Start of Excerpted data
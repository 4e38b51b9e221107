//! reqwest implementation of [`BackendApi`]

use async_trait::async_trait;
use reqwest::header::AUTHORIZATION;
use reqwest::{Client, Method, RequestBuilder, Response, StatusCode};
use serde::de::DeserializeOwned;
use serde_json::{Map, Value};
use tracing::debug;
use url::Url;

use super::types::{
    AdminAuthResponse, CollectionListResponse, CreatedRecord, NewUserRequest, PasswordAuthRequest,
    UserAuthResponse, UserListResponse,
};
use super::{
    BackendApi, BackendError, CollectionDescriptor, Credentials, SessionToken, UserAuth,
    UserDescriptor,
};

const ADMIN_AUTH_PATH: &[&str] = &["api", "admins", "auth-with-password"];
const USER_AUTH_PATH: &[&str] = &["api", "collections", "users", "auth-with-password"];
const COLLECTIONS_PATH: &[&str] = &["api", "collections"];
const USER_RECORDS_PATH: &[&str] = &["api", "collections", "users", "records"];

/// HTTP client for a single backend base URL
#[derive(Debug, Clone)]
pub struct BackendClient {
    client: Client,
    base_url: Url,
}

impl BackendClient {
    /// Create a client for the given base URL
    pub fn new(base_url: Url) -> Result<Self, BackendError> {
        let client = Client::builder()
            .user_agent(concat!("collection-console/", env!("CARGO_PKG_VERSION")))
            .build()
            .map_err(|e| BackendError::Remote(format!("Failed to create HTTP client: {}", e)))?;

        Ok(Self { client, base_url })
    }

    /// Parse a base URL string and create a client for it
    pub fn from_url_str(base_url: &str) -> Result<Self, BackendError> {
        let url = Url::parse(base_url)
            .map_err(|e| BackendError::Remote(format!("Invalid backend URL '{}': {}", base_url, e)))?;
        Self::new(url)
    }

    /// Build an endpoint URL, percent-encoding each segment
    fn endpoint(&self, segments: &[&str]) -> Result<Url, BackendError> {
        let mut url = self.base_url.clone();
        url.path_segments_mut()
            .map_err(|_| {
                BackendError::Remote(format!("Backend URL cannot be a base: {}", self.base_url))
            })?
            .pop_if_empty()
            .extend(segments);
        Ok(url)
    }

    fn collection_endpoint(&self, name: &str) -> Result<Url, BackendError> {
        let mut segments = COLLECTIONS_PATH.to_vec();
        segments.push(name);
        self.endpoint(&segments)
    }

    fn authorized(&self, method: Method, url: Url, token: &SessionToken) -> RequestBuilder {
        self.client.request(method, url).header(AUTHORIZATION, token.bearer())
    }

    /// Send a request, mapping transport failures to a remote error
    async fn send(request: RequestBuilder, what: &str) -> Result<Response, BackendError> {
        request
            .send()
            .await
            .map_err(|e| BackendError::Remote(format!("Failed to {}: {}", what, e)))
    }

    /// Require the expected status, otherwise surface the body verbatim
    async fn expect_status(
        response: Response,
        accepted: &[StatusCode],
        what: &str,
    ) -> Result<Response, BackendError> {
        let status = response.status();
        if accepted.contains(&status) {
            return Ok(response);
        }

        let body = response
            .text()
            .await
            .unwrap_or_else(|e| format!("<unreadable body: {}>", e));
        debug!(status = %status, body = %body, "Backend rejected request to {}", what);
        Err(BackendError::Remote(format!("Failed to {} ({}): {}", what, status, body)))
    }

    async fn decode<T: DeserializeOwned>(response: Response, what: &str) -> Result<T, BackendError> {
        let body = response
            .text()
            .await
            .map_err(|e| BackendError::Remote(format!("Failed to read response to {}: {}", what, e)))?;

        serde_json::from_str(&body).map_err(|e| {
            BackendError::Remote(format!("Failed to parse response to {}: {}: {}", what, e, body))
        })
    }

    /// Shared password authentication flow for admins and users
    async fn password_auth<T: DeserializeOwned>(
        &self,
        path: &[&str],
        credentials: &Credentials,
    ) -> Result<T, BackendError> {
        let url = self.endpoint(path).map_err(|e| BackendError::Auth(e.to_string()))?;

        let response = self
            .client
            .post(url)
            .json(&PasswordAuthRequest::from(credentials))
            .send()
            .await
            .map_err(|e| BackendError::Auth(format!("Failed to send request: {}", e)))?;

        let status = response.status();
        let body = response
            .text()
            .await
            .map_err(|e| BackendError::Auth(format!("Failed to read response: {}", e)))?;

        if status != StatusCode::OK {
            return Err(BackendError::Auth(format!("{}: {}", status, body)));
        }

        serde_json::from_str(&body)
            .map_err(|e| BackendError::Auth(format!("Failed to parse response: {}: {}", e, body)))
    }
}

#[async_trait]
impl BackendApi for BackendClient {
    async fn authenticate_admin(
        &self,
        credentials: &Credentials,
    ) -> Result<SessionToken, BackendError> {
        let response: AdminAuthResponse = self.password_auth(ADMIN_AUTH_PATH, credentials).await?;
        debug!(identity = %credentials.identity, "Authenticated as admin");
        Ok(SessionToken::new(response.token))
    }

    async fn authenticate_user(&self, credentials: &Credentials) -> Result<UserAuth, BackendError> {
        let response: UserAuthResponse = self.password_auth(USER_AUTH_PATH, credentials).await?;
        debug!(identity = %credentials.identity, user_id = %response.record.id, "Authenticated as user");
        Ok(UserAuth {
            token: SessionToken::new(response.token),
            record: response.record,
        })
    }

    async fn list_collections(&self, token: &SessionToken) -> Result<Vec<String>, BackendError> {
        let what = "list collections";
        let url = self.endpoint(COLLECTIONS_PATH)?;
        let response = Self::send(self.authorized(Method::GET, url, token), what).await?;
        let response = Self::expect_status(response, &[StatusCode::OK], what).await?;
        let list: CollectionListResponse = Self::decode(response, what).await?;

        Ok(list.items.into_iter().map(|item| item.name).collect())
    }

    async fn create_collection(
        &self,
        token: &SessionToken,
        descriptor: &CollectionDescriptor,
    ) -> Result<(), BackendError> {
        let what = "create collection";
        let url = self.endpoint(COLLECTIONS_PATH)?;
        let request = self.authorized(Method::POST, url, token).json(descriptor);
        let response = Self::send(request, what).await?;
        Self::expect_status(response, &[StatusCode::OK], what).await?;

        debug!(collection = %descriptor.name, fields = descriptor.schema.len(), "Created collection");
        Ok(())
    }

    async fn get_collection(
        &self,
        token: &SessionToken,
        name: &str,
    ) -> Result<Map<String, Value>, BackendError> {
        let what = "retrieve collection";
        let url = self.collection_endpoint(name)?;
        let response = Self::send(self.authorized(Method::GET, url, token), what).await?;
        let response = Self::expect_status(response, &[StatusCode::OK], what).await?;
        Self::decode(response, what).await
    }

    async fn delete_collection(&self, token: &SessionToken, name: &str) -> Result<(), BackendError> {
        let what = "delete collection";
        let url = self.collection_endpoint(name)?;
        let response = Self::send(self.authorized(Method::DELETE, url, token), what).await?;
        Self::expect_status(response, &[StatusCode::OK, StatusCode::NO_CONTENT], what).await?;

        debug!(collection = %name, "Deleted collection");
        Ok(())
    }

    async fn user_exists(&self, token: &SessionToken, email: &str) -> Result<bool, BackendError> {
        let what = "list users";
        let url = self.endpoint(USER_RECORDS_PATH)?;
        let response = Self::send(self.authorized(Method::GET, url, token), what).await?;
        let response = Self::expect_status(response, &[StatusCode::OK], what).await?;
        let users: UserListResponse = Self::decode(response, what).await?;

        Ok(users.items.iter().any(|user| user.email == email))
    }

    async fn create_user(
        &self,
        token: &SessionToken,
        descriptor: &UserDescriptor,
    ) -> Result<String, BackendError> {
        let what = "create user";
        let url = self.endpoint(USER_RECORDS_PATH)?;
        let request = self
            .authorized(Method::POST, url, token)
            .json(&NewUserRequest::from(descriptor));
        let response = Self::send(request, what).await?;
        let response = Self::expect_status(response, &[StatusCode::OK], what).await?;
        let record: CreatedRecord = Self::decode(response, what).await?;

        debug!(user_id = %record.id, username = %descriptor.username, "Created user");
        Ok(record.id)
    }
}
End of Excerpted data
▶ About this exercise
Copy out each line of the data that has the word "Failed" in it.

▶ Exercise result
            .map_err(|e| BackendError::Remote(format!("Failed to create HTTP client: {}", e)))?;
            .map_err(|e| BackendError::Remote(format!("Failed to {}: {}", what, e)))
        Err(BackendError::Remote(format!("Failed to {} ({}): {}", what, status, body)))
            .map_err(|e| BackendError::Remote(format!("Failed to read response to {}: {}", what, e)))?;
            BackendError::Remote(format!("Failed to parse response to {}: {}: {}", what, e, body))
            .map_err(|e| BackendError::Auth(format!("Failed to send request: {}", e)))?;
            .map_err(|e| BackendError::Auth(format!("Failed to read response: {}", e)))?;
            .map_err(|e| BackendError::Auth(format!("Failed to parse response: {}: {}", e, body)))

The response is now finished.